I still don’t know the fucking rules. It’s been months of watching—game after game after game—and I still don’t know who serves next. And I don’t care.

I am not here for the score. I am here for the survival.

In a city of 18-carat gold that offers you a cold shoulder in the same breath, you need a place to hide. To survive, you need a womb. You need a concrete sanctuary.

The court creates a defense system against the things you can’t escape. Outside these walls, the city beats and berates. But inside, protected by the mesh and the scarred beige plaster, these men can be who the fuck they want to be. They aren't playing a part; they are playing up the parts of themselves that the world tries to turn down. The loud parts. The brash parts. The parts that refuse to shrink.

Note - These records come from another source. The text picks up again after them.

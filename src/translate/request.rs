//! Request blocks shared by tests and API steps.

use serde_json::Value;

use super::auth::{build_basic_auth, flatten_basic_auth};
use super::prior;
use super::value::{convert_to_string, if_true, non_empty, non_zero};
use super::warning;
use crate::codec::{compress_and_encode, decode_and_decompress};
use crate::error::CodecError;
use crate::model::{BodyFile, CertificateItem, RequestCertificate, RequestPort, RequestProxy, TestRequest};
use crate::schema::Diagnostic;
use crate::secret;
use crate::state::{
    ApiStepConfig, BasicAuthConfig, CertificateFileConfig, ClientCertificateConfig, ProxyConfig,
    RequestConfig, RequestFileConfig, StringMap, TestConfig,
};

/// Methods that carry no body unless HTTP/1 is forced.
const BODYLESS_METHODS: &[&str] = &["GET", "HEAD", "DELETE"];

/// Borrowed view of the `request_*` blocks of a test or an API step.
#[derive(Clone, Copy)]
pub(crate) struct RequestBlocks<'a> {
    pub headers: &'a StringMap,
    pub query: &'a StringMap,
    pub metadata: &'a StringMap,
    pub basicauth: Option<&'a BasicAuthConfig>,
    pub certificate: Option<&'a ClientCertificateConfig>,
    pub proxy: Option<&'a ProxyConfig>,
    pub files: &'a [RequestFileConfig],
}

impl<'a> From<&'a TestConfig> for RequestBlocks<'a> {
    fn from(config: &'a TestConfig) -> Self {
        Self {
            headers: &config.request_headers,
            query: &config.request_query,
            metadata: &config.request_metadata,
            basicauth: config.request_basicauth.as_ref(),
            certificate: config.request_client_certificate.as_ref(),
            proxy: config.request_proxy.as_ref(),
            files: &config.request_file,
        }
    }
}

impl<'a> From<&'a ApiStepConfig> for RequestBlocks<'a> {
    fn from(step: &'a ApiStepConfig) -> Self {
        Self {
            headers: &step.request_headers,
            query: &step.request_query,
            metadata: &step.request_metadata,
            basicauth: step.request_basicauth.as_ref(),
            certificate: step.request_client_certificate.as_ref(),
            proxy: step.request_proxy.as_ref(),
            files: &step.request_file,
        }
    }
}

/// Owned `request_*` blocks read back from a request.
#[derive(Debug, Default)]
pub(crate) struct FlattenedBlocks {
    pub headers: StringMap,
    pub query: StringMap,
    pub metadata: StringMap,
    pub basicauth: Option<BasicAuthConfig>,
    pub certificate: Option<ClientCertificateConfig>,
    pub proxy: Option<ProxyConfig>,
    pub files: Vec<RequestFileConfig>,
}

impl FlattenedBlocks {
    pub fn apply_to_test(self, config: &mut TestConfig) {
        config.request_headers = self.headers;
        config.request_query = self.query;
        config.request_metadata = self.metadata;
        config.request_basicauth = self.basicauth;
        config.request_client_certificate = self.certificate;
        config.request_proxy = self.proxy;
        config.request_file = self.files;
    }

    pub fn apply_to_step(self, step: &mut ApiStepConfig) {
        step.request_headers = self.headers;
        step.request_query = self.query;
        step.request_metadata = self.metadata;
        step.request_basicauth = self.basicauth;
        step.request_client_certificate = self.certificate;
        step.request_proxy = self.proxy;
        step.request_file = self.files;
    }
}

/// Attach headers, query, metadata, credentials, certificate and proxy.
///
/// `prefix` is the attribute path of the owning block, e.g. `api_step.0.`.
pub(crate) fn complete_request(
    request: &mut TestRequest,
    blocks: RequestBlocks<'_>,
    prefix: &str,
    diagnostics: &mut Vec<Diagnostic>,
) {
    if !blocks.headers.is_empty() {
        request.headers = Some(blocks.headers.clone());
    }
    if !blocks.query.is_empty() {
        request.query = Some(string_values(blocks.query));
    }
    if let Some(auth) = blocks.basicauth {
        let attribute = format!("{}request_basicauth.0", prefix);
        request.basic_auth = build_basic_auth(auth, &attribute, diagnostics);
    }
    if let Some(certificate) = blocks.certificate {
        request.certificate = Some(build_certificate(certificate));
    }
    if let Some(proxy) = blocks.proxy {
        request.proxy = Some(build_proxy(proxy));
    }
    if !blocks.metadata.is_empty() {
        request.metadata = Some(blocks.metadata.clone());
    }
}

/// Read back the `request_*` blocks, carrying secrets from `prior`.
pub(crate) fn flatten_request_blocks(
    request: &TestRequest,
    prior: Option<RequestBlocks<'_>>,
    prefix: &str,
    diagnostics: &mut Vec<Diagnostic>,
) -> FlattenedBlocks {
    let basicauth = request.basic_auth.as_ref().and_then(|auth| {
        let attribute = format!("{}request_basicauth.0", prefix);
        flatten_basic_auth(auth, prior.and_then(|p| p.basicauth), &attribute, diagnostics)
    });

    FlattenedBlocks {
        headers: request.headers.clone().unwrap_or_default(),
        query: request
            .query
            .iter()
            .flatten()
            .map(|(key, value)| (key.clone(), convert_to_string(value)))
            .collect(),
        metadata: request.metadata.clone().unwrap_or_default(),
        basicauth,
        certificate: request
            .certificate
            .as_ref()
            .map(|certificate| flatten_certificate(certificate, prior.and_then(|p| p.certificate))),
        proxy: request.proxy.as_ref().map(flatten_proxy),
        files: request
            .files
            .as_deref()
            .map(|files| flatten_files(files, prior.map_or(&[][..], |p| p.files)))
            .unwrap_or_default(),
    }
}

fn string_values(map: &StringMap) -> std::collections::BTreeMap<String, Value> {
    map.iter()
        .map(|(key, value)| (key.clone(), Value::from(value.as_str())))
        .collect()
}

/// The body to send, if `method` and `http_version` allow one.
pub(crate) fn request_body(
    body: &str,
    method: &str,
    http_version: &str,
    attribute: &str,
    diagnostics: &mut Vec<Diagnostic>,
) -> Option<String> {
    if body.is_empty() {
        return None;
    }
    if BODYLESS_METHODS.contains(&method) && http_version != "http1" {
        warning(
            diagnostics,
            attribute,
            "Request body ignored",
            format!("a body is not valid for {} requests unless http_version is http1", method),
        );
        return None;
    }
    Some(body.to_string())
}

/// Compress non-empty text for the wire.
fn encode_payload(text: &str) -> Result<Option<String>, CodecError> {
    if text.is_empty() {
        return Ok(None);
    }
    compress_and_encode(text).map(Some)
}

/// A port is always sent in its variable (string) form.
fn variable_port(port: &str) -> Option<RequestPort> {
    non_empty(port).map(RequestPort::Variable)
}

/// The request of an API test or API step from its `request_definition`.
///
/// `http_version` selects whether a body is allowed on bodyless methods.
pub(crate) fn build_api_request(
    definition: &RequestConfig,
    subtype: &str,
    http_version: &str,
    attribute: &str,
    diagnostics: &mut Vec<Diagnostic>,
) -> Result<TestRequest, CodecError> {
    let body_attribute = format!("{}.body", attribute);
    Ok(TestRequest {
        method: non_empty(&definition.method),
        url: non_empty(&definition.url),
        body: request_body(
            &definition.body,
            &definition.method,
            http_version,
            &body_attribute,
            diagnostics,
        ),
        body_type: non_empty(&definition.body_type),
        timeout: non_zero(definition.timeout).map(|timeout| timeout as f64),
        host: non_empty(&definition.host),
        port: variable_port(&definition.port),
        dns_server: non_empty(&definition.dns_server),
        dns_server_port: non_empty(&definition.dns_server_port),
        no_saving_response_body: if_true(definition.no_saving_response_body),
        number_of_packets: non_zero(definition.number_of_packets),
        should_track_hops: if_true(definition.should_track_hops),
        servername: non_empty(&definition.servername),
        message: non_empty(&definition.message),
        call_type: non_empty(&definition.call_type),
        // gRPC health checks need the field even when it is empty.
        service: if subtype == "grpc" {
            Some(definition.service.clone())
        } else {
            non_empty(&definition.service)
        },
        persist_cookies: if_true(definition.persist_cookies),
        compressed_json_descriptor: encode_payload(&definition.proto_json_descriptor)?,
        compressed_proto_file: encode_payload(&definition.plain_proto_file)?,
        ..Default::default()
    })
}

/// The `request_definition` fields a request carries.
///
/// `allow_insecure` and `follow_redirects` are left to the API step caller.
pub(crate) fn flatten_request_definition(request: &TestRequest) -> Result<RequestConfig, CodecError> {
    let decode = |payload: &Option<String>| -> Result<String, CodecError> {
        payload.as_deref().map(decode_and_decompress).transpose().map(Option::unwrap_or_default)
    };

    Ok(RequestConfig {
        method: request.method.clone().unwrap_or_default(),
        url: request.url.clone().unwrap_or_default(),
        body: request.body.clone().unwrap_or_default(),
        body_type: request.body_type.clone().unwrap_or_default(),
        timeout: request.timeout.map(|timeout| timeout as i64).unwrap_or_default(),
        host: request.host.clone().unwrap_or_default(),
        port: request.port.as_ref().map(RequestPort::to_config_string).unwrap_or_default(),
        dns_server: request.dns_server.clone().unwrap_or_default(),
        dns_server_port: request.dns_server_port.clone().unwrap_or_default(),
        no_saving_response_body: request.no_saving_response_body.unwrap_or_default(),
        number_of_packets: request.number_of_packets.unwrap_or_default(),
        should_track_hops: request.should_track_hops.unwrap_or_default(),
        servername: request.servername.clone().unwrap_or_default(),
        message: request.message.clone().unwrap_or_default(),
        call_type: request.call_type.clone().unwrap_or_default(),
        service: request.service.clone().unwrap_or_default(),
        certificate_domains: request.certificate_domains.clone().unwrap_or_default(),
        persist_cookies: request.persist_cookies.unwrap_or_default(),
        proto_json_descriptor: decode(&request.compressed_json_descriptor)?,
        plain_proto_file: decode(&request.compressed_proto_file)?,
        http_version: request.http_version.clone().unwrap_or_default(),
        allow_insecure: false,
        follow_redirects: false,
    })
}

The game is a simple machine: a blue rubber ball and a wall. But the ritual is complex. Thwack. The fierce sound of the ball gives way to the mandatory silence. The walk back to the service line. The breath between the storm.

I shoot from the back to freeze them in this holy state. They become vintage Olympians, frozen relics of athletic prowess honed over thousands of Tuesdays. These images are an homage to the "Poor Man's Sport"—a celebration of a ritual that saves them from the noise, from the grind, and sometimes, even from themselves.

Here, in the heat and the sweat, every emotion is bubbled to the surface and sweated to its death. A brief reprieve. A perfect, decaying grace.